Temporada de 2014 marca retomada da inserção de mulheres na Fórmula 1

Depois de 22 anos categoria voltará a ter representante feminina em sessão oficial de um Grande Prêmio

Ciro Campos, O Estado de S. Paulo

08 de março de 2014 | 17h00

SÃO PAULO - A Fórmula 1 vivencia transformações históricas. Além da drástica mudança de regulamento, a nova temporada, que começará na semana que vem, na Austrália, terá a volta de uma mulher à categoria depois de 22 anos. E mais: uma outra piloto está sendo preparada para no ano que vem integrar a seleta classe de participantes da principal categoria do automobilismo.

O anúncio da chegada da dupla de mulheres ocorreu em fevereiro. A Williams informou que a escocesa Susie Wolff pilotará um de seus carros em dois treinos livres de sexta-feira ao longo do ano. Ainda sem promessa de efetivação, a colega de equipe de Felipe Massa se alternará no cockpit com outro brasileiro, Felipe Nasr, e será a primeira mulher a participar de sessões oficiais desde Giovanna Amati, em 1992.

Na fila para entrar na F-1, a próxima é a suíça Simona de Silvestro. A piloto disputou as quatro últimas temporadas da Fórmula Indy e em 2014 vai participar do programa de afiliados da Sauber com o intuito de ser preparada para estar no grid de largada no próximo ano.

A presença feminina na categoria é tão excepcional que, em 64 temporadas, cerca de 900 pilotos participaram e apenas cinco eram mulheres. Na maioria dos casos, elas tiveram pouquíssimas oportunidades e resultados modestos. Somente as italianas Maria Teresa de Filippis (1958-59) e Lella Lombardi (1974-76) conseguiram disputar alguma corrida. Embora a Fórmula 1 se gabe de sua modernidade, o ambiente da categoria é talvez o mais machista do esporte. Como não há divisão por sexo, as mulheres precisam desafiar velhos preconceitos e competir junto com os homens.

"Prefiro dizer que é difícil entrar e ter sucesso em qualquer modalidade, em vez de falar em gênero. O financiamento é uma grande parte do automobilismo e eu tive a sorte de ser financiada antes da crise econômica", despistou Susie Wolff, a responsável por encerrar o jejum feminino. "Não me sinto pressionada por ser a primeira mulher na categoria depois de tanto tempo. Cobrança e boa performance fazem parte", disse a piloto de 31 anos, mulher de Toto Wolff, diretor executivo da Mercedes.
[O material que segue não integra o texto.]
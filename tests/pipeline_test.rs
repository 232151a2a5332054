//! Integration tests for the operator pipeline over cold scripted sources.
//!
//! Everything here runs on tokio's paused clock, so the timed pauses in
//! the demo scripts resolve instantly and deterministically. Where the
//! schedule matters the tests assert full `(elapsed_ms, value)` logs, not
//! just the values.

mod common;

use common::Recorder;
use runnel::cancel::Canceller;
use runnel::emissions::Delivery;
use runnel::error::StreamError;
use runnel::sequences::{countdown, meal_courses, pair, successors, COUNTDOWN_STEP, PAIR_GAP};
use runnel::source::ColdSource;
use std::time::Duration;

const EATING_TIME: Duration = Duration::from_millis(300);

// =============================================================================
// Cold sequence scheduling
// =============================================================================

#[tokio::test(start_paused = true)]
async fn test_countdown_ticks_from_five_to_zero_on_schedule() {
    let recorder = Recorder::new();
    let sink = recorder.clone();

    countdown(5, COUNTDOWN_STEP)
        .subscribe()
        .collect_each(move |value| sink.record(value))
        .await
        .expect("countdown run");

    assert_eq!(
        recorder.entries(),
        vec![(0, 5), (250, 4), (500, 3), (750, 2), (1000, 1), (1250, 0)]
    );
}

#[tokio::test(start_paused = true)]
async fn test_each_subscription_restarts_the_countdown() {
    let source = countdown(2, Duration::from_millis(100));

    let first = source.subscribe().collect_values().await;
    let second = source.subscribe().collect_values().await;

    assert_eq!(first, Ok(vec![2, 1, 0]));
    assert_eq!(second, Ok(vec![2, 1, 0]));
}

#[tokio::test(start_paused = true)]
async fn test_cancellation_interrupts_a_pending_pause() {
    let canceller = Canceller::new();
    let token = canceller.token();

    let recorder = Recorder::new();
    let sink = recorder.clone();
    let consumer = tokio::spawn(async move {
        countdown(5, COUNTDOWN_STEP)
            .subscribe()
            .until_cancelled(token)
            .collect_each(move |value| sink.record(value))
            .await
    });

    // three ticks land, then the owner tears down mid-pause
    tokio::time::sleep(Duration::from_millis(600)).await;
    canceller.cancel();

    assert_eq!(consumer.await.expect("join"), Err(StreamError::Cancelled));
    assert_eq!(recorder.entries(), vec![(0, 5), (250, 4), (500, 3)]);
}

// =============================================================================
// Operators and terminals
// =============================================================================

#[tokio::test(start_paused = true)]
async fn test_even_squares_chain_preserves_order() {
    let tapped = Recorder::new();
    let sink = tapped.clone();

    let squares = countdown(5, COUNTDOWN_STEP)
        .subscribe()
        .filter(|value| value % 2 == 0)
        .map(|value| value * value)
        .on_each(move |square| sink.record(*square))
        .collect_values()
        .await
        .expect("chain run");

    assert_eq!(squares, vec![16, 4, 0]);
    assert_eq!(tapped.entries(), vec![(250, 16), (750, 4), (1250, 0)]);
}

#[tokio::test(start_paused = true)]
async fn test_count_where_agrees_with_materialized_filter() {
    let evens = countdown(5, COUNTDOWN_STEP)
        .subscribe()
        .count_where(|value| value % 2 == 0)
        .await
        .expect("count run");

    let filtered = countdown(5, COUNTDOWN_STEP)
        .subscribe()
        .filter(|value| value % 2 == 0)
        .collect_values()
        .await
        .expect("filter run");

    assert_eq!(evens, filtered.len());
    assert_eq!(filtered, vec![4, 2, 0]);
}

#[tokio::test(start_paused = true)]
async fn test_odd_sum_reduce_and_seeded_fold() {
    let reduced = countdown(5, COUNTDOWN_STEP)
        .subscribe()
        .filter(|value| value % 2 == 1)
        .reduce(|acc, value| acc + value)
        .await;
    assert_eq!(reduced, Ok(9));

    let folded = countdown(5, COUNTDOWN_STEP)
        .subscribe()
        .filter(|value| value % 2 == 1)
        .fold(100, |acc, value| acc + value)
        .await;
    assert_eq!(folded, Ok(109));
}

#[tokio::test(start_paused = true)]
async fn test_empty_source_seeds_fold_but_fails_reduce() {
    let empty = ColdSource::<i64>::new(|_| {});

    let folded = empty.subscribe().fold(100, |acc, value| acc + value).await;
    assert_eq!(folded, Ok(100));

    let reduced = empty.subscribe().reduce(|acc, value| acc + value).await;
    assert_eq!(reduced, Err(StreamError::EmptyReduction));
}

#[tokio::test(start_paused = true)]
async fn test_production_failure_terminates_the_pipeline() {
    let source = ColdSource::new(|script| {
        script.emit(1);
        script.pause(Duration::from_millis(100));
        script.emit_with(|| Err(StreamError::production("script step failed")));
        script.emit(3);
    });

    let seen = Recorder::new();
    let sink = seen.clone();
    let result = source
        .subscribe()
        .map(|value| value * 10)
        .on_each(move |value| sink.record(*value))
        .collect_values()
        .await;

    // the failure surfaces unmasked and nothing after it is produced
    assert_eq!(result, Err(StreamError::production("script step failed")));
    assert_eq!(seen.entries(), vec![(0, 10)]);
}

// =============================================================================
// Flattening
// =============================================================================

#[tokio::test(start_paused = true)]
async fn test_concat_flattening_drains_nested_runs_in_turn() {
    let recorder = Recorder::new();
    let sink = recorder.clone();

    pair(PAIR_GAP)
        .subscribe()
        .flatten_concat(|value| successors(value, PAIR_GAP))
        .collect_each(move |value| sink.record(value))
        .await
        .expect("concat run");

    // both emissions of the first nested run precede the second run's,
    // and the outer pause only starts once the first run is drained
    assert_eq!(
        recorder.entries(),
        vec![(0, 2), (250, 3), (500, 3), (750, 4)]
    );
}

#[tokio::test(start_paused = true)]
async fn test_merge_flattening_orders_by_emission_time() {
    let recorder = Recorder::new();
    let sink = recorder.clone();

    pair(PAIR_GAP)
        .subscribe()
        .flatten_merge(|value| successors(value, PAIR_GAP))
        .collect_each(move |value| sink.record(value))
        .await
        .expect("merge run");

    let entries = recorder.entries();
    assert_eq!(entries.first(), Some(&(0, 2)));
    assert_eq!(entries.last(), Some(&(500, 4)));

    // the two middle threes land together at 250, in either order
    let mut values: Vec<i64> = entries.iter().map(|(_, value)| *value).collect();
    values.sort_unstable();
    assert_eq!(values, vec![2, 3, 3, 4]);
    assert!(entries.iter().all(|(at, _)| [0, 250, 500].contains(at)));
}

#[tokio::test(start_paused = true)]
async fn test_latest_flattening_cancels_the_superseded_run() {
    let recorder = Recorder::new();
    let sink = recorder.clone();

    pair(PAIR_GAP)
        .subscribe()
        .flatten_latest(|value| successors(value, PAIR_GAP))
        .collect_each(move |value| sink.record(value))
        .await
        .expect("latest run");

    // the first run's trailing 3 is abandoned when the outer 2 arrives
    assert_eq!(recorder.entries(), vec![(0, 2), (250, 3), (500, 4)]);
}

// =============================================================================
// Delivery policies
// =============================================================================

/// Eat each course for 300ms, recording when eating starts.
async fn eat_courses(policy: Delivery, started: Recorder<&'static str>) {
    meal_courses()
        .subscribe()
        .consume(policy, move |course| {
            let started = started.clone();
            async move {
                started.record(course);
                tokio::time::sleep(EATING_TIME).await;
            }
        })
        .await
        .expect("meal run");
}

#[tokio::test(start_paused = true)]
async fn test_buffered_meals_are_all_eaten_in_serving_order() {
    let started = Recorder::new();
    eat_courses(Delivery::Buffer, started.clone()).await;

    // courses are served at 50/250/270 and queue up behind the eater
    assert_eq!(
        started.entries(),
        vec![(50, "Appetizer"), (350, "Main Dish"), (650, "Dessert")]
    );
}

#[tokio::test(start_paused = true)]
async fn test_conflated_meals_skip_the_stale_course() {
    let started = Recorder::new();
    eat_courses(Delivery::Conflate, started.clone()).await;

    // the main dish is overwritten by dessert while the appetizer is
    // still being eaten; the final course is never lost
    assert_eq!(started.entries(), vec![(50, "Appetizer"), (350, "Dessert")]);
}

#[tokio::test(start_paused = true)]
async fn test_latest_meals_abandon_eating_on_each_arrival() {
    let started = Recorder::new();
    let finished = Recorder::new();
    let start_sink = started.clone();
    let finish_sink = finished.clone();

    meal_courses()
        .subscribe()
        .consume(Delivery::Latest, move |course| {
            let start_sink = start_sink.clone();
            let finish_sink = finish_sink.clone();
            async move {
                start_sink.record(course);
                tokio::time::sleep(EATING_TIME).await;
                finish_sink.record(course);
            }
        })
        .await
        .expect("meal run");

    // every course starts as it arrives, only the last finishes
    assert_eq!(
        started.entries(),
        vec![(50, "Appetizer"), (250, "Main Dish"), (270, "Dessert")]
    );
    assert_eq!(finished.entries(), vec![(570, "Dessert")]);
}

#[tokio::test(start_paused = true)]
async fn test_buffer_never_blocks_the_producer() {
    let served = Recorder::new();
    let serve_sink = served.clone();

    meal_courses()
        .subscribe()
        .on_each(move |course| serve_sink.record(*course))
        .consume(Delivery::Buffer, |_course| async {
            tokio::time::sleep(EATING_TIME).await;
        })
        .await
        .expect("meal run");

    // the producer keeps its own schedule regardless of the slow eater
    assert_eq!(
        served.entries(),
        vec![(50, "Appetizer"), (250, "Main Dish"), (270, "Dessert")]
    );
}

/// Serve numbered courses 100ms apart into a slow eater, then drop the
/// eater while the kitchen sits in its first pause. Returns the serving
/// log.
async fn servings_after_the_eater_leaves(policy: Delivery) -> Vec<(u64, i64)> {
    let served = Recorder::new();
    let serve_sink = served.clone();

    let courses = ColdSource::new(|script| {
        script.emit(1);
        script.pause(Duration::from_millis(100));
        script.emit(2);
        script.pause(Duration::from_millis(100));
        script.emit(3);
    });

    let eater = tokio::spawn(
        courses
            .subscribe()
            .on_each(move |course| serve_sink.record(*course))
            .consume(policy, |_course| async {
                tokio::time::sleep(Duration::from_secs(10)).await;
            }),
    );

    tokio::time::sleep(Duration::from_millis(10)).await;
    eater.abort();
    let _ = eater.await;

    // a relay still holding the subscription would serve again at 100ms
    tokio::time::sleep(Duration::from_millis(300)).await;
    served.entries()
}

#[tokio::test(start_paused = true)]
async fn test_buffer_stops_serving_once_the_eater_is_dropped() {
    let served = servings_after_the_eater_leaves(Delivery::Buffer).await;
    assert_eq!(served, vec![(0, 1)]);
}

#[tokio::test(start_paused = true)]
async fn test_conflate_stops_serving_once_the_eater_is_dropped() {
    let served = servings_after_the_eater_leaves(Delivery::Conflate).await;
    assert_eq!(served, vec![(0, 1)]);
}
Susie participa do programa de desenvolvimento de pilotos da Williams desde 2012 e personifica a evolução gradual da participação feminina na F-1. Somente em 2010, por exemplo, uma mulher foi nomeada chefe de equipe – a indiana Monisha Kaltenborn, da Sauber. "Ainda não dá para dizer que temos uma virada no esporte, mas as mulheres vivem uma época de progressos. Temos exemplos inspiradores e que mostram o quanto é possível a nossa presença no esporte", comentou Michele Mouton, presidente da Comissão para Mulheres da Federação Internacional Automobilismo (FIA).

DISPUTA POR ESPAÇO

Apesar dos avanços recentes das mulheres, ainda há muito a fazer. Susie e Simona não têm vaga garantida no grid de largada, embora a suíça tenha mais chances de atingir o sonho. Aos 25 anos, ela vai tirar os próximos meses para se acostumar ao carro e obter a superlicença, obrigatória para correr na categoria.

"A Fórmula 1 é o nível mais alto do automobilismo. Para chegar até aqui, eu tive sorte, fui bem nos circuitos de rua da Fórmula Indy e estou pronta para dar o próximo passo na minha carreira." Simona evita falar sobre o preconceito. A piloto passou os últimos sete anos nos Estados Unidos, onde a presença de mulheres é bem mais comum no automobilismo do que na Europa. Na Fórmula Indy, por exemplo, a americana Danica Patrick já venceu uma prova, em 2008.

A brasileira Bia Figueiredo vivenciou as diferentes recepções às mulheres no automobilismo nos dois continentes, pois passou seis meses na Europa antes de migrar para a Indy. "Barreiras já foram quebradas, mas ainda há ressentimento", explicou. A piloto conta ter sofrido bastante preconceito. "Já ganhei corridas em que os outros pilotos sentiram um verdadeiro desaforo por terem perdido para uma mulher."

Segundo a professora de educação física e esporte da USP Katia Rubio, as mudanças na Fórmula 1 geram estranhamento por serem o resultado tardio da inserção feminina em outras modalidades. "Para alguns homens, ainda é muito difícil superar o preconceito e admitir a derrota para as mulheres em esportes que envolvem inteligência e estratégia."